Issues associated with greening fast-food packaging are complex, and improvement requires an intentional and comprehensive approach, notes the report. The roadmap reveals straightforward opportunities for companies to take meaningful action rather than greenwashing empty efforts. According to Dogwood, leaders in the sector such as McDonald’s and Starbucks have proven that with a commitment from the top leadership down, real progress is possible.

For fast-food companies, the report says, the key place to start is with paper packaging. Paper makes up the lion’s share of fast food packaging, and destructive impacts to forests and communities from paper production are well documented. The work begins when corporate leadership adopts an environmental paper packaging policy that includes a reduction in the overall use of packaging, an increase in the use of recycled fiber, and the elimination of controversial sources of paper, including fiber from endangered forests and natural forests converted to tree plantations.

“Real leadership emerged from companies like McDonald’s and Starbucks who have taken important steps to reduce packaging, increase the use of recycled content, and eliminate controversial sources of paper originating from destructive logging practices,” says Scot Quaranda, campaign director at Dogwood Alliance and one of the report’s authors. “Unfortunately, some companies have chosen to simply paint their paper packaging green by utilizing the Sustainable Forestry Initiative [SFI] certification, which actually certified destructive logging practices as sustainable.”

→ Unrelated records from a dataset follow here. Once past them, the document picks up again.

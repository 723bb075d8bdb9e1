//! Rendering of puzzles and per-attempt diagnostics into prompt prose.
//!
//! Both renderers are deterministic functions of their inputs; reproducibility
//! tests rely on that.

use std::fmt::Write as _;

use gridmind_domain::{Attempt, FailureKind, Grid, TrainExample};

/// Grids wider or taller than this are summarized by shape in diff output
/// instead of being rendered cell by cell.
pub const DIFF_RENDER_CAP: usize = 50;

/// Render the problem section of a prompt.
///
/// The section is delimited by literal `<Problem>` / `</Problem>` tags.
/// Training examples are numbered from 1 and rendered in the order given
/// (callers pass a shuffled order when configured to); test inputs follow,
/// rendered the same way without outputs.
pub fn render_problem(examples: &[&TrainExample], test_inputs: &[Grid]) -> String {
    let mut out = String::from("<Problem>\n");
    for (i, example) in examples.iter().enumerate() {
        let _ = writeln!(out, "Example {}:", i + 1);
        let _ = writeln!(out, "Input:\n{}", example.input.render());
        let _ = writeln!(out, "Output:\n{}", example.output.render());
        out.push('\n');
    }
    for (i, input) in test_inputs.iter().enumerate() {
        let _ = writeln!(out, "Test Input {}:", i + 1);
        let _ = writeln!(out, "{}", input.render());
        out.push('\n');
    }
    out.push_str("</Problem>");
    out
}

/// Render the feedback section for a sequence of prior attempts.
///
/// Attempts are enumerated in the order given (the expert orders them per its
/// configuration). Each block carries the program text, per-example
/// diagnostics, and the aggregate score.
pub fn render_feedback(attempts: &[&Attempt], train: &[TrainExample]) -> String {
    let mut out = String::new();
    for (i, attempt) in attempts.iter().enumerate() {
        let _ = writeln!(
            out,
            "Previous attempt {} (aggregate score {:.2}):",
            i + 1,
            attempt.aggregate_score
        );
        out.push_str("Program:\n");
        out.push_str(attempt.program.trim_end());
        out.push('\n');
        out.push_str(&render_attempt_diagnostics(attempt, train));
        out.push('\n');
    }
    out
}

/// Per-example diagnostics for one attempt.
pub fn render_attempt_diagnostics(attempt: &Attempt, train: &[TrainExample]) -> String {
    let mut out = String::new();
    for (i, result) in attempt.train_results.iter().enumerate() {
        if result.success {
            let _ = writeln!(out, "Example {}: solved correctly (score 1.00)", i + 1);
            continue;
        }

        let _ = writeln!(
            out,
            "Example {}: not solved (score {:.2})",
            i + 1,
            result.soft_score
        );

        match result.failure_kind {
            FailureKind::ShapeMismatch => {
                // The diagnostic already names both shapes.
                let _ = writeln!(out, "Shape mismatch: {}", result.diagnostic);
            }
            FailureKind::Ok => {
                if let (Some(predicted), Some(example)) = (&result.predicted, train.get(i)) {
                    let _ = writeln!(out, "Mismatched cells shown as predicted/expected:");
                    let _ = writeln!(out, "{}", render_diff(predicted, &example.output));
                }
            }
            kind => {
                let _ = writeln!(out, "Failure: {kind} — {}", result.diagnostic);
            }
        }
    }
    out
}

/// Diff grid for two same-shape grids: matching cells show the value,
/// mismatching cells show `predicted/expected`.
pub fn render_diff(predicted: &Grid, expected: &Grid) -> String {
    debug_assert!(predicted.same_shape(expected));

    let (height, width) = expected.shape();
    if height > DIFF_RENDER_CAP || width > DIFF_RENDER_CAP {
        return format!("diff omitted ({} grid exceeds render cap)", expected.shape_label());
    }

    let mut lines = Vec::with_capacity(height);
    for r in 0..height {
        let mut cells = Vec::with_capacity(width);
        for c in 0..width {
            let p = predicted.cell(r, c);
            let e = expected.cell(r, c);
            if p == e {
                cells.push(p.to_string());
            } else {
                cells.push(format!("{p}/{e}"));
            }
        }
        lines.push(cells.join(" "));
    }
    lines.join("\n")
}
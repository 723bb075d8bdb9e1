//! Sandbox: isolated execution of untrusted candidate programs.
//!
//! Model-produced program text is never evaluated in this process. The
//! production runner ships it to a short-lived child process with a fixed
//! hash seed and a hard wall-clock limit, then validates whatever comes back
//! on stdout. Misbehaviour in the child (crash, infinite loop, garbage
//! output) is reported as a typed [`ExitReason`], never as a caller failure.
//!
//! # Modules
//!
//! - [`runner`] — `TransformRunner` trait, `ProcessSandbox`, `SandboxOutcome`
//! - [`error`]  — `SandboxError` / `SandboxResult`

pub mod error;
pub mod runner;

pub use error::{SandboxError, SandboxResult};
pub use runner::{ExitReason, ProcessSandbox, SandboxConfig, SandboxOutcome, TransformRunner};
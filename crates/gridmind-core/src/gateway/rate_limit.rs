//! Token-bucket request-rate limiting, one bucket per model.

use std::time::Duration;

use tokio::sync::Mutex;
use tokio::time::Instant;
use tracing::trace;

#[derive(Debug)]
struct BucketState {
    tokens: f64,
    last_refill: Instant,
}

/// Classic token bucket: `burst` capacity, refilled at `rate_per_sec`.
///
/// `acquire` is a suspension point; callers sleep until a token is available.
/// One bucket is shared by every expert using the same model.
#[derive(Debug)]
pub struct TokenBucket {
    capacity: f64,
    rate_per_sec: f64,
    state: Mutex<BucketState>,
}

impl TokenBucket {
    pub fn new(rate_per_sec: f64, burst: u32) -> Self {
        let capacity = f64::from(burst.max(1));
        Self {
            capacity,
            rate_per_sec: rate_per_sec.max(f64::MIN_POSITIVE),
            state: Mutex::new(BucketState {
                tokens: capacity,
                last_refill: Instant::now(),
            }),
        }
    }

    /// Wait until a token is available, then consume it.
    pub async fn acquire(&self) {
        loop {
            let wait = {
                let mut state = self.state.lock().await;
                let now = Instant::now();
                let elapsed = now.duration_since(state.last_refill);
                state.tokens =
                    (state.tokens + elapsed.as_secs_f64() * self.rate_per_sec).min(self.capacity);
                state.last_refill = now;

                if state.tokens >= 1.0 {
                    state.tokens -= 1.0;
                    return;
                }
                Duration::from_secs_f64((1.0 - state.tokens) / self.rate_per_sec)
            };
            trace!(wait_ms = wait.as_millis() as u64, "rate limiter backoff");
            tokio::time::sleep(wait).await;
        }
    }
}
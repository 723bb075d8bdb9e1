//! Canonical fingerprints over test-prediction sequences.
//!
//! Two attempts that predict identical grids for every test input share one
//! fingerprint regardless of which expert or iteration produced them. The
//! fingerprint is the SHA-256 hex digest of a canonical rendering, with
//! absent predictions rendered as a distinct sentinel so `[None, G]` and
//! `[G, None]` never collide.

use serde::{Deserialize, Serialize};
use sha2::{Digest, Sha256};

use crate::grid::Grid;

/// Sentinel used in the canonical rendering for an absent prediction.
const NULL_SENTINEL: &str = "<none>";

/// Separator between consecutive predictions in the canonical rendering.
const PREDICTION_SEPARATOR: &str = "\n---\n";

/// SHA-256 hex digest identifying one test-prediction sequence.
#[derive(Debug, Clone, PartialEq, Eq, Hash, Serialize, Deserialize)]
pub struct Fingerprint(String);

impl Fingerprint {
    /// Fingerprint a full ordered prediction sequence.
    ///
    /// Returns `None` when every prediction is absent; all-null attempts do
    /// not participate in voting.
    pub fn from_predictions(predictions: &[Option<Grid>]) -> Option<Self> {
        if predictions.iter().all(|p| p.is_none()) {
            return None;
        }
        let canonical = predictions
            .iter()
            .map(|p| match p {
                Some(grid) => grid.render(),
                None => NULL_SENTINEL.to_string(),
            })
            .collect::<Vec<_>>()
            .join(PREDICTION_SEPARATOR);

        let mut hasher = Sha256::new();
        hasher.update(canonical.as_bytes());
        Some(Fingerprint(hex::encode(hasher.finalize())))
    }

    /// Full hex digest.
    pub fn as_str(&self) -> &str {
        &self.0
    }

    /// Short form (first 12 hex chars), for logs.
    pub fn short(&self) -> &str {
        &self.0[..12.min(self.0.len())]
    }
}

impl std::fmt::Display for Fingerprint {
    fn fmt(&self, f: &mut std::fmt::Formatter<'_>) -> std::fmt::Result {
        write!(f, "{}", self.0)
    }
}
//! Centralised tracing initialisation for Gridmind hosts.
//!
//! Call [`init_tracing`] once at program start. Safe to call more than once —
//! the global subscriber can only be set once per process and subsequent
//! calls are ignored.

use tracing::Level;
use tracing_subscriber::layer::SubscriberExt;
use tracing_subscriber::util::SubscriberInitExt;
use tracing_subscriber::{fmt, EnvFilter};

/// Log line format for the global subscriber.
#[derive(Debug, Clone, Copy, PartialEq, Eq)]
pub enum LogFormat {
    /// Human-readable text lines.
    Text,
    /// Newline-delimited JSON, for log aggregation pipelines.
    Json,
}

/// Initialise the global tracing subscriber.
///
/// Respects `RUST_LOG` for fine-grained filtering; falls back to `level`
/// when it is not set.
pub fn init_tracing(format: LogFormat, level: Level) {
    let env_filter =
        EnvFilter::try_from_default_env().unwrap_or_else(|_| EnvFilter::new(level.as_str()));

    match format {
        LogFormat::Json => {
            tracing_subscriber::registry()
                .with(env_filter)
                .with(fmt::layer().with_target(false).json())
                .try_init()
                .ok();
        }
        LogFormat::Text => {
            tracing_subscriber::registry()
                .with(env_filter)
                .with(fmt::layer().with_target(false))
                .try_init()
                .ok();
        }
    }
}
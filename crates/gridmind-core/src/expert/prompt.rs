//! Prompt assembly for one PTR turn.

use rand::rngs::StdRng;
use rand::Rng;

use gridmind_domain::{Attempt, Grid, TrainExample};

use super::ExpertConfig;
use crate::feedback::{render_feedback, render_problem};

/// Instructions appended after the problem section.
pub const BASE_INSTRUCTIONS: &str = "\
Study the transformation from each input grid to its output grid, then write \
a Python function `transform(grid)` that takes one grid (a list of lists of \
integers 0-9) and returns the transformed grid. The same function must map \
every training input to its training output. Respond with the complete \
function inside a fenced code block.";

/// Header introducing the feedback section when prior attempts are included.
const FEEDBACK_HEADER: &str = "\
Your previous attempts did not solve every training example. Study the \
diagnostics below and write an improved transform.";

/// Pick which past attempts to show the model this turn.
///
/// Takes the best `max_solutions` attempts by aggregate score — equal scores
/// prefer the most recent refinement — then keeps each independently with
/// probability `selection_probability`, and orders the survivors worst→best
/// when `improving_order` is set, best→worst otherwise.
pub fn select_past_attempts<'a>(
    history: &'a [Attempt],
    config: &ExpertConfig,
    rng: &mut StdRng,
) -> Vec<&'a Attempt> {
    let mut candidates: Vec<&Attempt> = history.iter().collect();
    candidates.sort_by(|a, b| {
        b.aggregate_score
            .total_cmp(&a.aggregate_score)
            .then(b.iteration_index.cmp(&a.iteration_index))
    });
    candidates.truncate(config.max_solutions);

    let p = config.selection_probability.clamp(0.0, 1.0);
    let mut selected: Vec<&Attempt> = candidates
        .into_iter()
        .filter(|_| rng.random_bool(p))
        .collect();

    if config.improving_order {
        selected.sort_by(|a, b| {
            a.aggregate_score
                .total_cmp(&b.aggregate_score)
                .then(a.iteration_index.cmp(&b.iteration_index))
        });
    } else {
        selected.sort_by(|a, b| {
            b.aggregate_score
                .total_cmp(&a.aggregate_score)
                .then(b.iteration_index.cmp(&a.iteration_index))
        });
    }
    selected
}

/// Assemble the full prompt for one turn.
///
/// `ordered` is the (possibly shuffled) presentation order of the training
/// examples; `train` is the original order, which per-example diagnostics in
/// the feedback section are aligned to.
pub fn build_prompt(
    ordered: &[&TrainExample],
    test_inputs: &[Grid],
    past: &[&Attempt],
    train: &[TrainExample],
) -> String {
    let mut prompt = render_problem(ordered, test_inputs);
    prompt.push_str("\n\n");
    prompt.push_str(BASE_INSTRUCTIONS);

    if !past.is_empty() {
        prompt.push_str("\n\n");
        prompt.push_str(FEEDBACK_HEADER);
        prompt.push_str("\n\n");
        prompt.push_str(&render_feedback(past, train));
    }
    prompt
}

The report highlights key leaders who stepped out from the pack to take initiative on the eight key attributes. For example, Starbucks has committed to reducing the overall use of packaging and pushed the FDA to increase the maximum allowable recycled content in food-grade packaging. Another example cited by the report is McDonald’s, which adopted an environmental packaging policy that included both continued progress on the increased use of recycled fiber and a comprehensive approach to its nonrecycled paper packaging. That commitment eliminates fiber coming from the conversion of natural forests to plantations and gives a clear preference to Forest Stewardship Council (FSC) certified paper. These initiatives involved multiple stakeholders, from packaging suppliers to environmental organizations, and set the new standard for excellence, Dogwood says.

The report also shines the spotlight on companies like Yum! Brands, the target of the Dogwood Alliance Kentucky Fried Forests campaign, which relies on SFI certification, “which certifies as sustainable the worst forest practices including logging of endangered forests, conversion of natural forests to plantations, and large-scale clear-cutting,” according to Dogwood.

In addition to highlighting the key issues associated with paper packaging—reduction, increased use of recycled fiber, and elimination of controversial paper sources—the report highlights other attributes for across-the-board greening of a company’s packaging. These include corporate leadership, utilizing a full life-cycle approach, increasing in-store recycling and recovery, eliminating toxic inks and labels, and managing the overall carbon footprint.

“We hope that by boiling down complex issues into a straightforward, stepwise action plan, companies can make progress on their packaging, creating a win-win for our forests and the corporate bottom line,” says Quaranda. “By following our roadmap and working with experts in key areas associated with the packaging supply chain, more companies can lead rather than lag further behind.”